Our agency is often approached with a phrase like “I signed a bad book contract and want out of it. Can you help?” Usually, the answer is “Unfortunately, no.”
After so many years of running into landmines buried within some contracts, I developed a class called “Landmines in Your Book Contract.” The fascinating thing is that it seems each time I teach it I have to revise the handout because something new has cropped up in a contract!
One of the key things we do as a literary agency is protect an author’s interests when navigating the complexities of a book contract. I have had some wonderfully fascinating conversations with legal experts on the other side of the table. We make our respective cases and come to a positive outcome. But not always.
In one case, the publisher said they could not afford to hire a lawyer to review our requested changes to the contract and thus were unwilling to negotiate. We recommended the author walk away. In another case, the publisher wouldn’t negotiate and said, in essence, “Take it or leave it.” We recommended walking away from the deal. Our client was upset with us, terminated their relationship with us, and signed the deal on their own.

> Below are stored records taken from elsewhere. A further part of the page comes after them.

use super::{QuadMesh, VertexIdx, NVERTICES_PER_CELL};
use crate::{
  linalg::{Matrix, Vector},
  Dim, Error, Result,
};

/// converts linear index to cartesian index
///
/// converts linear index in 0..dim_len^d to cartesian index in (0)^d..(dim_len)^d
pub fn linear_index2cartesian_index(
  mut lin_idx: usize,
  dim_len: usize,
  dim: usize,
) -> Vector<usize> {
  let mut cart_idx = Vector::zeros(dim);
  for icomp in 0..dim {
    cart_idx[icomp] = lin_idx % dim_len;
    lin_idx /= dim_len;
  }
  cart_idx
}

/// converts cartesian index to linear index
///
/// converts cartesian index in (0)^d..(dim_len)^d to linear index in 0..dim_len^d
pub fn cartesian_index2linear_index(cart_idx: Vector<usize>, dim_len: usize) -> usize {
  let dim = cart_idx.len();
  let mut lin_idx = 0;
  for icomp in (0..dim).rev() {
    lin_idx *= dim_len;
    lin_idx += cart_idx[icomp];
  }
  lin_idx
}

pub struct Rect {
  min: Vector,
  max: Vector,
}

impl Rect {
  pub fn new_min_max(min: Vector, max: Vector) -> Self {
    assert!(min.len() == max.len());
    Self { min, max }
  }
  pub fn new_unit_cube(dim: Dim) -> Self {
    Self::new_hyper_cube(dim, 0.0, 1.0)
  }
  pub fn new_hyper_cube(dim: Dim, left: f64, right: f64) -> Self {
    let min = Vector::from_element(dim, left);
    let max = Vector::from_element(dim, right);
    Self { min, max }
  }

  pub fn dim(&self) -> usize {
    self.min.len()
  }
  pub fn min(&self) -> &Vector {
    &self.min
  }
  pub fn max(&self) -> &Vector {
    &self.max
  }
  pub fn side_lengths(&self) -> Vector {
    &self.max - &self.min
  }
}

/// Tensor-product box mesh of quadrilaterals.
///
/// Stands in for a mesh generator with uniform global refinement:
/// every refinement splits each cell into $2^d$ children.
pub struct CartesianMeshInfo {
  rect: Rect,
  ncells_axis: usize,
}
// constructors
impl CartesianMeshInfo {
  pub fn new_min_max(min: Vector, max: Vector, ncells_axis: usize) -> Self {
    let rect = Rect::new_min_max(min, max);
    Self { rect, ncells_axis }
  }
  pub fn new_unit(dim: Dim, ncells_axis: usize) -> Self {
    let rect = Rect::new_unit_cube(dim);
    Self { rect, ncells_axis }
  }
  /// The single cell $[left, right]^d$.
  pub fn new_hyper_cube(dim: Dim, left: f64, right: f64) -> Self {
    let rect = Rect::new_hyper_cube(dim, left, right);
    Self {
      rect,
      ncells_axis: 1,
    }
  }

  pub fn refine_global(&mut self, nrefinements: usize) {
    self.ncells_axis *= 2usize.pow(nrefinements as u32);
  }
  pub fn refined(mut self, nrefinements: usize) -> Self {
    self.refine_global(nrefinements);
    self
  }
}
// getters
impl CartesianMeshInfo {
  pub fn rect(&self) -> &Rect {
    &self.rect
  }
  pub fn dim(&self) -> usize {
    self.rect.dim()
  }
  pub fn ncells_axis(&self) -> usize {
    self.ncells_axis
  }
  pub fn nvertices_axis(&self) -> usize {
    self.ncells_axis + 1
  }
  pub fn ncells(&self) -> usize {
    self.ncells_axis.pow(self.dim() as u32)
  }
  pub fn nvertices(&self) -> usize {
    self.nvertices_axis().pow(self.dim() as u32)
  }
  pub fn vertex_cart_idx(&self, ivertex: VertexIdx) -> Vector<usize> {
    linear_index2cartesian_index(ivertex, self.nvertices_axis(), self.dim())
  }
  pub fn vertex_pos(&self, ivertex: VertexIdx) -> Vector {
    (self.vertex_cart_idx(ivertex).cast::<f64>() / self.ncells_axis as f64)
      .component_mul(&self.rect.side_lengths())
      + self.rect.min()
  }
}

impl CartesianMeshInfo {
  pub fn compute_mesh(&self) -> Result<QuadMesh> {
    let dim = self.dim();
    if dim != 2 {
      return Err(Error::UnsupportedDimension(dim));
    }

    let mut coords = Matrix::zeros(dim, self.nvertices());
    for (ivertex, mut coord) in coords.column_iter_mut().enumerate() {
      coord.copy_from(&self.vertex_pos(ivertex));
    }

    let cells = (0..self.ncells())
      .map(|icell| {
        let origin = linear_index2cartesian_index(icell, self.ncells_axis, dim);

        // lexicographic order of the box corners
        let mut cell = [0; NVERTICES_PER_CELL];
        for (ilocal, vertex) in cell.iter_mut().enumerate() {
          let shift = linear_index2cartesian_index(ilocal, 2, dim);
          *vertex = cartesian_index2linear_index(&origin + shift, self.nvertices_axis());
        }
        cell
      })
      .collect();

    QuadMesh::new(coords, cells)
  }
}

#[cfg(test)]
mod test {
  use super::CartesianMeshInfo;
  use crate::linalg::Matrix;

  #[test]
  fn unit_square_mesh() {
    let mesh = CartesianMeshInfo::new_unit(2, 2).compute_mesh().unwrap();

    #[rustfmt::skip]
    let expected_coords = Matrix::from_column_slice(2, 9, &[
      0.0, 0.0,
      0.5, 0.0,
      1.0, 0.0,
      0.0, 0.5,
      0.5, 0.5,
      1.0, 0.5,
      0.0, 1.0,
      0.5, 1.0,
      1.0, 1.0,
    ]);
    assert_eq!(*mesh.coords(), expected_coords);

    let expected_cells = vec![[0, 1, 3, 4], [1, 2, 4, 5], [3, 4, 6, 7], [4, 5, 7, 8]];
    assert_eq!(mesh.cells(), expected_cells);

    assert_eq!(mesh.nedges(), 12);
    assert!(mesh.hanging_edges().is_empty());
    assert_eq!(mesh.boundary_edges().len(), 8);
    assert_eq!(mesh.boundary_vertices(), [0, 1, 2, 3, 5, 6, 7, 8]);
  }

  #[test]
  fn global_refinement() {
    let mut info = CartesianMeshInfo::new_hyper_cube(2, -1.0, 1.0);
    info.refine_global(4);
    assert_eq!(info.ncells_axis(), 16);
    assert_eq!(info.ncells(), 256);

    let mesh = info.compute_mesh().unwrap();
    assert_eq!(mesh.ncells(), 256);
    assert_eq!(mesh.nvertices(), 17 * 17);
    assert_eq!(mesh.boundary_vertices().len(), 4 * 16);
    approx::assert_relative_eq!(mesh.mesh_width_max(), 2.0 / 16.0);
    assert_eq!(mesh.vertex_coord(0)[0], -1.0);
    assert_eq!(mesh.vertex_coord(mesh.nvertices() - 1)[1], 1.0);
  }

  #[test]
  fn only_two_dimensions() {
    let info = CartesianMeshInfo::new_unit(3, 1);
    assert!(matches!(
      info.compute_mesh(),
      Err(crate::Error::UnsupportedDimension(3))
    ));
  }
}
//! Output of the displacement field.

use crate::{dof::DofHandler, linalg::Vector, Dim, Error, Result};

use std::path::Path;
use vtkio::{
  model::{
    Attribute, Attributes, ByteOrder, CellType, Cells, DataArray, ElementType,
    UnstructuredGridPiece, Version, VertexNumbers, Vtk,
  },
  IOBuffer,
};

/// Names of the displacement components.
pub fn component_names(dim: Dim) -> Result<Vec<String>> {
  let names: &[&str] = match dim {
    1 => &["displacement"],
    2 => &["x_displacement", "y_displacement"],
    3 => &["x_displacement", "y_displacement", "z_displacement"],
    _ => return Err(Error::UnsupportedDimension(dim)),
  };
  Ok(names.iter().map(|s| s.to_string()).collect())
}

/// Solution coefficients together with the names of the components.
#[derive(Debug, Clone, PartialEq)]
pub struct DisplacementField {
  pub values: Vector,
  pub names: Vec<String>,
}
impl DisplacementField {
  pub fn new(values: Vector, dim: Dim) -> Result<Self> {
    let names = component_names(dim)?;
    if values.len() % names.len() != 0 {
      return Err(Error::DimensionMismatch {
        expected: values.len().next_multiple_of(names.len()),
        actual: values.len(),
      });
    }
    Ok(Self { values, names })
  }

  pub fn ncomponents(&self) -> usize {
    self.names.len()
  }
  pub fn len(&self) -> usize {
    self.values.len()
  }
  pub fn is_empty(&self) -> bool {
    self.values.is_empty()
  }
}

/// Unstructured grid of the scalar nodes, every cell subdivided into
/// `degree x degree` linear quadrilaterals.
pub fn displacement_to_vtk(dofh: &DofHandler, field: &DisplacementField) -> Result<Vtk> {
  Error::check_len(dofh.ndofs(), field.len())?;
  Error::check_len(dofh.ncomponents(), field.ncomponents())?;
  let scalar = dofh.element().scalar();
  let degree = scalar.degree();
  let ncomps = dofh.ncomponents();
  let nnodes = dofh.nscalar_nodes();

  let support_points = dofh.support_points();
  let mut points = Vec::with_capacity(3 * nnodes);
  for x in support_points.column_iter() {
    points.extend((0..3).map(|d| if d < x.len() { x[d] } else { 0.0 }));
  }

  // local scalar node at every lattice position of the reference cell
  let mut lattice = vec![0; (degree + 1) * (degree + 1)];
  for ilocal in 0..scalar.ndofs() {
    let [sx, sy] = scalar.unit_support_point(ilocal);
    let (i, j) = (
      (sx * degree as f64).round() as usize,
      (sy * degree as f64).round() as usize,
    );
    lattice[j * (degree + 1) + i] = ilocal;
  }

  let ncells = dofh.ncells() * degree * degree;
  let mut vertices = Vec::with_capacity(5 * ncells);
  for icell in 0..dofh.ncells() {
    let cell_dofs = dofh.cell_dofs(icell);
    let node = |i: usize, j: usize| {
      let ilocal = lattice[j * (degree + 1) + i];
      dofh.dof_scalar_node(cell_dofs[dofh.element().system_index(ilocal, 0)]) as u32
    };
    for b in 0..degree {
      for a in 0..degree {
        vertices.extend([
          4,
          node(a, b),
          node(a + 1, b),
          node(a + 1, b + 1),
          node(a, b + 1),
        ]);
      }
    }
  }
  let cells = Cells {
    cell_verts: VertexNumbers::Legacy {
      num_cells: ncells as u32,
      vertices,
    },
    types: vec![CellType::Quad; ncells],
  };

  let mut point_attributes = Vec::with_capacity(ncomps + 1);
  for (icomp, name) in field.names.iter().enumerate() {
    let data: Vec<f64> = (0..nnodes)
      .map(|inode| field.values[dofh.dof(inode, icomp)])
      .collect();
    point_attributes.push(Attribute::DataArray(DataArray {
      name: name.clone(),
      elem: ElementType::Scalars {
        num_comp: 1,
        lookup_table: None,
      },
      data: IOBuffer::new(data),
    }));
  }
  let vectors: Vec<f64> = (0..nnodes)
    .flat_map(|inode| {
      (0..3).map(move |d| {
        if d < ncomps {
          field.values[dofh.dof(inode, d)]
        } else {
          0.0
        }
      })
    })
    .collect();
  point_attributes.push(Attribute::DataArray(DataArray {
    name: "displacement".to_string(),
    elem: ElementType::Vectors,
    data: IOBuffer::new(vectors),
  }));

  let grid = UnstructuredGridPiece {
    points: IOBuffer::new(points),
    cells,
    data: Attributes {
      point: point_attributes,
      cell: Vec::new(),
    },
  };

  Ok(Vtk {
    version: Version::new((4, 2)),
    title: String::from("Lamesolve displacement"),
    byte_order: ByteOrder::native(),
    data: grid.into(),
    file_path: None,
  })
}

pub fn write_vtk(path: impl AsRef<Path>, dofh: &DofHandler, field: &DisplacementField) -> Result<()> {
  let path = path.as_ref();
  let vtk = displacement_to_vtk(dofh, field)?;
  vtk.export_ascii(path)?;
  tracing::info!("wrote {}", path.display());
  Ok(())
}
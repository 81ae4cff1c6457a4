//! Cell systems of linear elasticity and their assembly into the global system.

use crate::{
  constraints::AffineConstraints,
  dof::DofHandler,
  fe::{CellValues, ElMat, ElVec},
  linalg::Vector,
  material::{BodyForce, LameParameters},
  mesh::{CellIdx, QuadMesh},
  sparse::LinearSystem,
  Error, Result,
};

use rayon::prelude::*;

/// Number of cells whose local systems are computed in parallel
/// before they are distributed into the global system.
pub const ASSEMBLY_CHUNK_SIZE: usize = 256;

/// Computes the local matrix and load vector on the current cell.
pub trait ElSystemProvider: Sync {
  fn eval(&self, values: &CellValues) -> Result<(ElMat, ElVec)>;
}

/// Lamé bilinear form and body force load.
///
/// $a(u, v) = integral mu (nabla u : nabla v + nabla u : nabla v^T) + lambda (div u)(div v)$
/// and $l(v) = integral f dot v$.
pub struct ElasticityElSystem<'a> {
  pub lame: &'a LameParameters,
  pub body_force: &'a dyn BodyForce,
}
impl<'a> ElasticityElSystem<'a> {
  pub fn new(lame: &'a LameParameters, body_force: &'a dyn BodyForce) -> Self {
    Self { lame, body_force }
  }
}

impl ElSystemProvider for ElasticityElSystem<'_> {
  fn eval(&self, values: &CellValues) -> Result<(ElMat, ElVec)> {
    let dim = values.dim();
    if dim != 2 {
      return Err(Error::UnsupportedDimension(dim));
    }
    let element = values.element();
    let ndofs = values.ndofs();
    let nq = values.nqpoints();
    let points = values.quadrature_points();

    let mut mu = vec![0.0; nq];
    let mut lambda = vec![0.0; nq];
    self.lame.value_lists(points, &mut mu, &mut lambda)?;
    let mut force = vec![Vector::zeros(dim); nq];
    self.body_force.vector_value_list(points, &mut force)?;

    let mut elmat = ElMat::zeros(ndofs, ndofs);
    let mut elvec = ElVec::zeros(ndofs);
    for i in 0..ndofs {
      let ci = element.component(i);
      for j in i..ndofs {
        let cj = element.component(j);
        let mut kij = 0.0;
        for q in 0..nq {
          let grad_i = values.shape_grad(i, q);
          let grad_j = values.shape_grad(j, q);
          let mut integrand = mu[q] * grad_i[cj] * grad_j[ci];
          if ci == cj {
            integrand += mu[q] * grad_i.dot(&grad_j);
          }
          integrand += lambda[q] * grad_i[ci] * grad_j[cj];
          kij += integrand * values.jxw(q);
        }
        elmat[(i, j)] = kij;
        elmat[(j, i)] = kij;
      }

      elvec[i] = (0..nq)
        .map(|q| values.shape_value(i, q) * force[q][ci] * values.jxw(q))
        .sum();
    }
    Ok((elmat, elvec))
  }
}

/// Assembles the global system from all cells.
///
/// The cell systems of a chunk of cells are computed in parallel,
/// then distributed in cell order, which makes the result independent
/// of the thread scheduling.
pub fn assemble_system(
  mesh: &QuadMesh,
  dofh: &DofHandler,
  constraints: &AffineConstraints,
  cell_values: &CellValues,
  elsystem: &impl ElSystemProvider,
  system: &mut LinearSystem,
) -> Result<()> {
  Error::check_len(dofh.ndofs(), system.ndofs())?;
  system.set_zero();

  let cells: Vec<CellIdx> = (0..mesh.ncells()).collect();
  for chunk in cells.chunks(ASSEMBLY_CHUNK_SIZE) {
    let local_systems: Vec<Result<(ElMat, ElVec)>> = chunk
      .par_iter()
      .map_init(
        || cell_values.clone(),
        |values, &icell| {
          values.reinit(icell, &mesh.cell_coords(icell))?;
          elsystem.eval(values)
        },
      )
      .collect();

    for (&icell, local_system) in chunk.iter().zip(local_systems) {
      let (elmat, elvec) = local_system?;
      constraints.distribute_local_to_global(&elmat, &elvec, dofh.cell_dofs(icell), system);
    }
  }

  tracing::info!(
    "assembled system with {} dofs and {} nonzeros",
    system.ndofs(),
    system.matrix.nnz()
  );
  Ok(())
}

#[cfg(test)]
mod test {
  use super::{assemble_system, ElSystemProvider, ElasticityElSystem};
  use crate::{
    constraints::{make_zero_boundary_constraints, AffineConstraints},
    dof::DofHandler,
    fe::{CellValues, TensorLagrange, VectorElement},
    linalg::{CoordRef, DMatrixExt, Matrix, Vector},
    material::{BodyForce, LameParameters, TwoDiskSource, ZeroBodyForce},
    mesh::{cartesian::CartesianMeshInfo, QuadMesh},
    quadrature::QuadRule,
    sparse::{make_sparsity_pattern, LinearSystem},
    Error,
  };

  use approx::assert_relative_eq;

  #[rustfmt::skip]
  fn skewed_cell() -> Matrix {
    Matrix::from_column_slice(2, 4, &[
      0.0, 0.0,
      1.0, 0.1,
      0.2, 1.0,
      1.1, 1.3,
    ])
  }

  fn q2_cell_values() -> CellValues {
    let element = VectorElement::lagrange(2, 2).unwrap();
    CellValues::new(element, QuadRule::gauss(2, 3)).unwrap()
  }

  fn unit_force(_x: CoordRef) -> Vector {
    Vector::from_vec(vec![1.0, 0.0])
  }

  #[test]
  fn rigid_motions_are_in_the_kernel() {
    let mut values = q2_cell_values();
    let coords = skewed_cell();
    values.reinit(0, &coords).unwrap();
    let lame = LameParameters::constant(1.0, 3.0);
    let (elmat, elvec) = ElasticityElSystem::new(&lame, &ZeroBodyForce)
      .eval(&values)
      .unwrap();

    assert!(elmat.is_symmetric(0.0));
    assert!(elmat.diagonal().iter().all(|&d| d > 0.0));
    assert_eq!(elvec, Vector::zeros(18));

    let element = values.element().clone();
    let mapping = TensorLagrange::new(1).unwrap();
    let support = |ilocal: usize| {
      let xref = element.scalar().unit_support_point(element.scalar_index(ilocal));
      &coords * mapping.eval_values(Vector::from_column_slice(&xref).as_view())
    };
    let translation = Vector::from_fn(18, |i, _| (element.component(i) == 0) as u8 as f64);
    let rotation = Vector::from_fn(18, |i, _| {
      let x = support(i);
      if element.component(i) == 0 {
        -x[1]
      } else {
        x[0]
      }
    });
    for mode in [translation, rotation] {
      let residual = &elmat * mode;
      assert!(residual.norm() < 1e-12 * elmat.norm());
    }
  }

  #[test]
  fn load_integrates_force() {
    let mut values = q2_cell_values();
    values.reinit(0, &skewed_cell()).unwrap();
    let lame = LameParameters::default();
    let (_, elvec) = ElasticityElSystem::new(&lame, &unit_force)
      .eval(&values)
      .unwrap();

    let area: f64 = (0..values.nqpoints()).map(|q| values.jxw(q)).sum();
    let x_load: f64 = elvec.iter().step_by(2).sum();
    let y_load: f64 = elvec.iter().skip(1).step_by(2).sum();
    assert_relative_eq!(x_load, area, epsilon = 1e-13);
    assert_eq!(y_load, 0.0);
  }

  #[test]
  fn force_point_count_mismatch_is_an_error() {
    struct ShortForce;
    impl BodyForce for ShortForce {
      fn vector_value(&self, x: CoordRef) -> Vector {
        Vector::zeros(x.len())
      }
      fn vector_value_list(&self, points: &Matrix, values: &mut [Vector]) -> crate::Result<()> {
        Error::check_len(points.ncols() + 1, values.len())
      }
    }

    let mut values = q2_cell_values();
    values.reinit(0, &skewed_cell()).unwrap();
    let lame = LameParameters::default();
    let result = ElasticityElSystem::new(&lame, &ShortForce).eval(&values);
    assert!(matches!(result, Err(Error::DimensionMismatch { .. })));
  }

  struct Setup {
    mesh: QuadMesh,
    dofh: DofHandler,
    constraints: AffineConstraints,
    cell_values: CellValues,
  }
  impl Setup {
    fn new(refinements: usize) -> Self {
      let mesh = CartesianMeshInfo::new_hyper_cube(2, -1.0, 1.0)
        .refined(refinements)
        .compute_mesh()
        .unwrap();
      let element = VectorElement::lagrange(2, 2).unwrap();
      let dofh = DofHandler::new(&mesh, element.clone()).unwrap();
      let mut constraints = AffineConstraints::new(dofh.ndofs());
      make_zero_boundary_constraints(&dofh, &mut constraints);
      constraints.close().unwrap();
      let cell_values = CellValues::new(element, QuadRule::gauss(2, 3)).unwrap();
      Self {
        mesh,
        dofh,
        constraints,
        cell_values,
      }
    }

    fn new_system(&self) -> LinearSystem {
      LinearSystem::new(&make_sparsity_pattern(&self.dofh, &self.constraints))
    }

    fn assemble(&self, force: &dyn BodyForce, system: &mut LinearSystem) {
      let lame = LameParameters::default();
      let elsystem = ElasticityElSystem::new(&lame, force);
      assemble_system(
        &self.mesh,
        &self.dofh,
        &self.constraints,
        &self.cell_values,
        &elsystem,
        system,
      )
      .unwrap();
    }
  }

  fn assembled_system(refinements: usize, force: &dyn BodyForce) -> LinearSystem {
    let setup = Setup::new(refinements);
    let mut system = setup.new_system();
    setup.assemble(force, &mut system);
    system
  }

  #[test]
  fn reassembly_is_bit_identical() {
    let first = assembled_system(3, &TwoDiskSource::default());
    let second = assembled_system(3, &TwoDiskSource::default());
    assert_eq!(first.matrix.csr().values(), second.matrix.csr().values());
    assert_eq!(first.rhs, second.rhs);
    assert!(first.matrix.is_symmetric(1e-12));
    assert!(first.rhs.iter().any(|&b| b != 0.0));
  }

  #[test]
  fn reassembly_into_the_same_system_overwrites_it() {
    let setup = Setup::new(3);
    let mut system = setup.new_system();
    setup.assemble(&TwoDiskSource::default(), &mut system);
    let matrix = system.matrix.csr().values().to_vec();
    let rhs = system.rhs.clone();

    setup.assemble(&TwoDiskSource::default(), &mut system);
    assert_eq!(system.matrix.csr().values(), matrix.as_slice());
    assert_eq!(system.rhs, rhs);

    setup.assemble(&ZeroBodyForce, &mut system);
    assert_eq!(system.matrix.csr().values(), matrix.as_slice());
    assert!(system.rhs.iter().all(|&b| b == 0.0));
  }

  #[test]
  fn zero_force_gives_zero_load() {
    let system = assembled_system(2, &ZeroBodyForce);
    assert!(system.rhs.iter().all(|&b| b == 0.0));
    assert!(system.matrix.diagonal().iter().all(|&d| d > 0.0));
    assert!(system.matrix.to_dense().is_spd());
  }
}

Please note that I intentionally will not name names in this blog and intentionally disguise the details so no one can know to whom I am referring. The point of this post is to educate writers on the need to be careful when it comes to the contracts they sign.
A Couple Landmines (just a couple for the purpose of this discussion):
Royalties based on Net Profit, not Net Receipts. This means the royalty the author receives is based on the publisher’s revenue after expenses. In the movie business, this is called “Hollywood Accounting.” Read the linked article to see how such a clause can be easily abused.
In an effort to make my point with humor, I told one publisher, “You could go on vacation to Bermuda, call it a ‘research trip,’ and charge it as an expense against my client’s book!”
The publisher did not laugh and said, “We would never do that.”
“Of course not,” I replied, “but if your company is sold to someone else, the terms of this agreement will go to the next owner who may not have the same moral compass you have.” The publisher was unwilling to change this clause in this case, which ended that discussion. However, another time a different publisher agreed to change their contract to “net receipts” after hearing our argument on this point.
Bankruptcy Clause. This was missing in one of the contracts. It means there was no mechanism for the reversion of rights if the publisher declared bankruptcy. We have heard too many author stories about books they can’t get back because of bankruptcy proceedings with their publisher. While I’d rather not assume a publisher will go bankrupt, the principle of “Expect the best, but prepare for the worst” is something to consider on this issue. This can be further complicated if said company survives bankruptcy or if its assets are purchased by someone else.
I must clearly state that the majority of book contracts are fine and do not contain landmines, at least not horrible ones. (!!!) One advantage of working with a veteran agency is that we have likely negotiated with your publisher before and have scrubbed it safely. Thus, you benefit from prior negotiations when we start working on yours. (Cue the commercial for literary agents.)
By the way, if you got to the end of this article, “Congratulations!” Most writers have their eyes glaze over when they see legal stuff in these posts, despite the importance of such dry information.
(I first wrote a version of this article almost ten years ago to the day. It has been thoroughly revised and updated.)